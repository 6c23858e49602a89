use std::fmt;

use crate::error::LispResult;
use crate::eval::Machine;

/// Index into the cell heap. This is the GC handle.
#[derive(Clone, Copy, PartialEq, Eq, Hash)]
pub struct CellId(pub u32);

impl CellId {
    /// The `Nil` singleton. Slot 0 of every heap.
    pub const NIL: CellId = CellId(0);
    /// The `True` singleton. Slot 1 of every heap.
    pub const TRUE: CellId = CellId(1);

    pub fn is_nil(self) -> bool {
        self == CellId::NIL
    }

    pub fn index(self) -> usize {
        self.0 as usize
    }
}

impl fmt::Debug for CellId {
    fn fmt(&self, f: &mut fmt::Formatter<'_>) -> fmt::Result {
        write!(f, "CellId({})", self.0)
    }
}

/// Native function signature. Receives the machine and the already-evaluated
/// arguments; the arguments stay rooted for the duration of the call.
pub type NativeFn = fn(&mut Machine, &[CellId]) -> LispResult<CellId>;

/// A native function registered under a name.
#[derive(Clone)]
pub struct Primitive {
    pub name: String,
    pub func: NativeFn,
}

/// A closure: parameter list, body forms and the environment it was created in.
#[derive(Clone, Copy, Debug, PartialEq, Eq)]
pub struct Procedure {
    /// `List` of `Symbol` cells.
    pub params: CellId,
    /// `List` of body forms, evaluated with `begin` semantics.
    pub body: CellId,
    pub env: CellId,
}

/// The runtime value representation. List elements and closure parts are
/// handles into the heap; the heap owns every cell.
#[derive(Clone)]
pub enum Cell {
    Nil,
    True,
    List(Vec<CellId>),
    Str(String),
    Symbol(String),
    Integer(i64),
    Primitive(Primitive),
    Procedure(Procedure),
}

impl Cell {
    pub fn type_name(&self) -> &'static str {
        match self {
            Cell::Nil => "nil",
            Cell::True => "true",
            Cell::List(_) => "list",
            Cell::Str(_) => "string",
            Cell::Symbol(_) => "symbol",
            Cell::Integer(_) => "integer",
            Cell::Primitive(_) => "primitive",
            Cell::Procedure(_) => "procedure",
        }
    }

    /// Element count for lists, byte count for strings and symbols.
    pub fn len(&self) -> Option<usize> {
        match self {
            Cell::List(items) => Some(items.len()),
            Cell::Str(s) | Cell::Symbol(s) => Some(s.len()),
            _ => None,
        }
    }

    pub fn as_list(&self) -> Option<&[CellId]> {
        match self {
            Cell::List(items) => Some(items),
            _ => None,
        }
    }

    pub fn as_symbol(&self) -> Option<&str> {
        match self {
            Cell::Symbol(name) => Some(name),
            _ => None,
        }
    }

    pub fn as_integer(&self) -> Option<i64> {
        match self {
            Cell::Integer(n) => Some(*n),
            _ => None,
        }
    }
}

impl fmt::Debug for Cell {
    fn fmt(&self, f: &mut fmt::Formatter<'_>) -> fmt::Result {
        match self {
            Cell::Nil => write!(f, "Nil"),
            Cell::True => write!(f, "True"),
            Cell::List(items) => write!(f, "List({:?})", items),
            Cell::Str(s) => write!(f, "Str({:?})", s),
            Cell::Symbol(s) => write!(f, "Symbol({})", s),
            Cell::Integer(n) => write!(f, "Integer({})", n),
            Cell::Primitive(p) => write!(f, "Primitive({})", p.name),
            Cell::Procedure(p) => write!(f, "Procedure({:?})", p),
        }
    }
}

What you have to do: Repeat the records verbatim, every one of them.

Solution to this exercise:
repository 6c23858e49602a89
use std::fmt;

use crate::error::LispResult;
use crate::eval::Machine;

/// Index into the cell heap. This is the GC handle.
#[derive(Clone, Copy, PartialEq, Eq, Hash)]
pub struct CellId(pub u32);

impl CellId {
    /// The `Nil` singleton. Slot 0 of every heap.
    pub const NIL: CellId = CellId(0);
    /// The `True` singleton. Slot 1 of every heap.
    pub const TRUE: CellId = CellId(1);

    pub fn is_nil(self) -> bool {
        self == CellId::NIL
    }

    pub fn index(self) -> usize {
        self.0 as usize
    }
}

impl fmt::Debug for CellId {
    fn fmt(&self, f: &mut fmt::Formatter<'_>) -> fmt::Result {
        write!(f, "CellId({})", self.0)
    }
}

/// Native function signature. Receives the machine and the already-evaluated
/// arguments; the arguments stay rooted for the duration of the call.
pub type NativeFn = fn(&mut Machine, &[CellId]) -> LispResult<CellId>;

/// A native function registered under a name.
#[derive(Clone)]
pub struct Primitive {
    pub name: String,
    pub func: NativeFn,
}

/// A closure: parameter list, body forms and the environment it was created in.
#[derive(Clone, Copy, Debug, PartialEq, Eq)]
pub struct Procedure {
    /// `List` of `Symbol` cells.
    pub params: CellId,
    /// `List` of body forms, evaluated with `begin` semantics.
    pub body: CellId,
    pub env: CellId,
}

/// The runtime value representation. List elements and closure parts are
/// handles into the heap; the heap owns every cell.
#[derive(Clone)]
pub enum Cell {
    Nil,
    True,
    List(Vec<CellId>),
    Str(String),
    Symbol(String),
    Integer(i64),
    Primitive(Primitive),
    Procedure(Procedure),
}

impl Cell {
    pub fn type_name(&self) -> &'static str {
        match self {
            Cell::Nil => "nil",
            Cell::True => "true",
            Cell::List(_) => "list",
            Cell::Str(_) => "string",
            Cell::Symbol(_) => "symbol",
            Cell::Integer(_) => "integer",
            Cell::Primitive(_) => "primitive",
            Cell::Procedure(_) => "procedure",
        }
    }

    /// Element count for lists, byte count for strings and symbols.
    pub fn len(&self) -> Option<usize> {
        match self {
            Cell::List(items) => Some(items.len()),
            Cell::Str(s) | Cell::Symbol(s) => Some(s.len()),
            _ => None,
        }
    }

    pub fn as_list(&self) -> Option<&[CellId]> {
        match self {
            Cell::List(items) => Some(items),
            _ => None,
        }
    }

    pub fn as_symbol(&self) -> Option<&str> {
        match self {
            Cell::Symbol(name) => Some(name),
            _ => None,
        }
    }

    pub fn as_integer(&self) -> Option<i64> {
        match self {
            Cell::Integer(n) => Some(*n),
            _ => None,
        }
    }
}

impl fmt::Debug for Cell {
    fn fmt(&self, f: &mut fmt::Formatter<'_>) -> fmt::Result {
        match self {
            Cell::Nil => write!(f, "Nil"),
            Cell::True => write!(f, "True"),
            Cell::List(items) => write!(f, "List({:?})", items),
            Cell::Str(s) => write!(f, "Str({:?})", s),
            Cell::Symbol(s) => write!(f, "Symbol({})", s),
            Cell::Integer(n) => write!(f, "Integer({})", n),
            Cell::Primitive(p) => write!(f, "Primitive({})", p.name),
            Cell::Procedure(p) => write!(f, "Procedure({:?})", p),
        }
    }
}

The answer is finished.